▶ What to work on
From the records below, print exactly the lines starting at the one containing "let Some(date) = appointment.date" and ending at the one containing "let week = date.iso_week();", ends included, and nothing else.

▶ Records supplied
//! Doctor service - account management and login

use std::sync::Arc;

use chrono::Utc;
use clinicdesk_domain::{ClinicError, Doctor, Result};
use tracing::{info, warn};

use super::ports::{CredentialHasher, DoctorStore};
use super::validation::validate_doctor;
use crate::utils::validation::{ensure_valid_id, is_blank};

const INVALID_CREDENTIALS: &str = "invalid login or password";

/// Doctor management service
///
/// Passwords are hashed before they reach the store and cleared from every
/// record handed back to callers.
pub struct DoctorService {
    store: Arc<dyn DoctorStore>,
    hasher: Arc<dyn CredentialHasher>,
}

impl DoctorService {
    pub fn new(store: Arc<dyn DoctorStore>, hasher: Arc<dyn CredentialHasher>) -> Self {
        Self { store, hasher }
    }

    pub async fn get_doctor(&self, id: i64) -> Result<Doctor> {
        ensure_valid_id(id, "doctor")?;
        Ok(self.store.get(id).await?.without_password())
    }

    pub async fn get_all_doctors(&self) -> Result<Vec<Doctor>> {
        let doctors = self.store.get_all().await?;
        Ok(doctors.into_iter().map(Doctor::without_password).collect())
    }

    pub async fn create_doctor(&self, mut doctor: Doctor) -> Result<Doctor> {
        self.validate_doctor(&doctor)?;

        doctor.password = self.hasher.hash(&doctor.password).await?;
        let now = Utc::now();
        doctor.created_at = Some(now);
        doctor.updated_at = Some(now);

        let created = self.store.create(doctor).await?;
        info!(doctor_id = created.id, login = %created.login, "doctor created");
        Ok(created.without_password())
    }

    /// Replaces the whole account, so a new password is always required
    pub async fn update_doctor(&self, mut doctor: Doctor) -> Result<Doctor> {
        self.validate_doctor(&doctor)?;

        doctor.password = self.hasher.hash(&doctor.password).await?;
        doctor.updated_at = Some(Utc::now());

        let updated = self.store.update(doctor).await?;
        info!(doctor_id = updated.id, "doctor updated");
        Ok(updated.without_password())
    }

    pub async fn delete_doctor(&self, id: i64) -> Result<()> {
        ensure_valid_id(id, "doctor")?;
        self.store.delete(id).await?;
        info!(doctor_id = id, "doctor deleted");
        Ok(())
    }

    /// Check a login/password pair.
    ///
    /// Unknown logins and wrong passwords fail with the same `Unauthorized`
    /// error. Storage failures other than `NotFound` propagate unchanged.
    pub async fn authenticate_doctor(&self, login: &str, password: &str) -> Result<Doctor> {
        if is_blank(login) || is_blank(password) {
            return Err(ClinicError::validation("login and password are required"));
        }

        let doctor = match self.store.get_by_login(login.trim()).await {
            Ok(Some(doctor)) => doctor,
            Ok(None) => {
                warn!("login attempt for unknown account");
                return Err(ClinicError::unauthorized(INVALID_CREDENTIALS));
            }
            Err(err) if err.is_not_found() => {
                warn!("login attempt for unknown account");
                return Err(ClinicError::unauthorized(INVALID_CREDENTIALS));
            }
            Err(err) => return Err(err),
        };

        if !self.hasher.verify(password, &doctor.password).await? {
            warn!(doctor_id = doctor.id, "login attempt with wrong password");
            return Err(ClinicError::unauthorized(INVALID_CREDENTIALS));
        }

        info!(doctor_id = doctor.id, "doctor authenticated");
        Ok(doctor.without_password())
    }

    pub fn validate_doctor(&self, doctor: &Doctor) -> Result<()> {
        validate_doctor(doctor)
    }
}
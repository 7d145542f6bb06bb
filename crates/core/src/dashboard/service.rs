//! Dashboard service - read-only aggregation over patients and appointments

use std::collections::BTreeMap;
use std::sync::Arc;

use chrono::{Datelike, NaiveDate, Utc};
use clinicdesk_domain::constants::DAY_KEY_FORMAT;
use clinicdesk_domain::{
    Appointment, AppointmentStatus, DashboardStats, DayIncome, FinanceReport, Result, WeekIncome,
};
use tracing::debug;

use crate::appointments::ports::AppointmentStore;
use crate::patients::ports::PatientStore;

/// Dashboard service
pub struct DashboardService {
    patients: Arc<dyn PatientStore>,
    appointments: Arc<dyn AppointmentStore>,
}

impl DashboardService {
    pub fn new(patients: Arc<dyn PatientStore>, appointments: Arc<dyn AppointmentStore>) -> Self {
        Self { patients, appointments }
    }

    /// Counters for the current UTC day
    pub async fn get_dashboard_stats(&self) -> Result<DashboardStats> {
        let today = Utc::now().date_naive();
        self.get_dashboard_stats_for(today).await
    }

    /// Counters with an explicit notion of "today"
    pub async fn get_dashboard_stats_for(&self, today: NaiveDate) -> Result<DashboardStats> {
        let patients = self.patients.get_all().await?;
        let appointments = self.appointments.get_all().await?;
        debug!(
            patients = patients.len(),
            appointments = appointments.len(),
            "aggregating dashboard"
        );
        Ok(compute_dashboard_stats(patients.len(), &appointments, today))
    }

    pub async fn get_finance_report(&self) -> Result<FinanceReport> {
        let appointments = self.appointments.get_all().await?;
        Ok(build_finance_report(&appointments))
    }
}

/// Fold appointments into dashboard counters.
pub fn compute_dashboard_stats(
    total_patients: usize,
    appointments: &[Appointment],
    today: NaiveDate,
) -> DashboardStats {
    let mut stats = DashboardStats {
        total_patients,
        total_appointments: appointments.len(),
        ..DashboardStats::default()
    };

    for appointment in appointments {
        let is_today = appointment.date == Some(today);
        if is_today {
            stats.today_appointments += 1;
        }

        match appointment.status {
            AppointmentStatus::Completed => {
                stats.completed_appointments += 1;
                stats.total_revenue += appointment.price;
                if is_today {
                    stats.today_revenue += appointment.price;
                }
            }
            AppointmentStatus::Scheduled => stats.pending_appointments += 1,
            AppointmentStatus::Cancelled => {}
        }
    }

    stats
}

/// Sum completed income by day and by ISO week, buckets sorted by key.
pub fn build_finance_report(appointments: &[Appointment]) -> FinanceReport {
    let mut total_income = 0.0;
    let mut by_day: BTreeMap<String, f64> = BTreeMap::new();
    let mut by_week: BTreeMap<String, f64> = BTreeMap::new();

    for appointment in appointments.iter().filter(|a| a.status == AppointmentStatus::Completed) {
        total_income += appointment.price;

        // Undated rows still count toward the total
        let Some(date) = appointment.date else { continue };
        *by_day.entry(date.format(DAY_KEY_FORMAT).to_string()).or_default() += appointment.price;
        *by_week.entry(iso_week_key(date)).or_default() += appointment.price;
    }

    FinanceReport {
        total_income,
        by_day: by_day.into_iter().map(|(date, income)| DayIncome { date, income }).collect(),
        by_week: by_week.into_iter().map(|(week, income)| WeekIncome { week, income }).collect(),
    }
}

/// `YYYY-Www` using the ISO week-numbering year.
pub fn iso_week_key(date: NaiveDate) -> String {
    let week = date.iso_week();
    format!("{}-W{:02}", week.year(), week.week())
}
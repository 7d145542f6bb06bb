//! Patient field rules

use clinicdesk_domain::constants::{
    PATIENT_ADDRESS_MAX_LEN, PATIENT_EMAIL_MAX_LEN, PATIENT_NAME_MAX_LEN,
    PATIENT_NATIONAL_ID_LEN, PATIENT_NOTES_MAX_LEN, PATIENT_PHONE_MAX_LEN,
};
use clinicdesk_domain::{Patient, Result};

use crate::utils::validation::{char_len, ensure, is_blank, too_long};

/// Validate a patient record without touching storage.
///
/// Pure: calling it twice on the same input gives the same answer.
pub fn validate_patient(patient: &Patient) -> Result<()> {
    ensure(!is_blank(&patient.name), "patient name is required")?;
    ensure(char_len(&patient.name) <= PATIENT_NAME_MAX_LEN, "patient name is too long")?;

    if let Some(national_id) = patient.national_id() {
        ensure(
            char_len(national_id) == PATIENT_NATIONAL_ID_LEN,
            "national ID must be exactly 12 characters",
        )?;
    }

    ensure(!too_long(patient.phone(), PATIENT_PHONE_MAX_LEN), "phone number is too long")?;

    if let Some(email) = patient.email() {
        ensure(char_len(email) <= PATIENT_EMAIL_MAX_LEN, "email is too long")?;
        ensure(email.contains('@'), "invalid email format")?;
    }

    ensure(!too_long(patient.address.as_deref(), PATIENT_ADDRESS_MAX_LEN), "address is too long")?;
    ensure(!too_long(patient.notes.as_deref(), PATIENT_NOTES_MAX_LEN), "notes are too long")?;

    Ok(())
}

▶ Exercise result
        let Some(date) = appointment.date else { continue };
        *by_day.entry(date.format(DAY_KEY_FORMAT).to_string()).or_default() += appointment.price;
        *by_week.entry(iso_week_key(date)).or_default() += appointment.price;
    }

    FinanceReport {
        total_income,
        by_day: by_day.into_iter().map(|(date, income)| DayIncome { date, income }).collect(),
        by_week: by_week.into_iter().map(|(week, income)| WeekIncome { week, income }).collect(),
    }
}

/// `YYYY-Www` using the ISO week-numbering year.
pub fn iso_week_key(date: NaiveDate) -> String {
    let week = date.iso_week();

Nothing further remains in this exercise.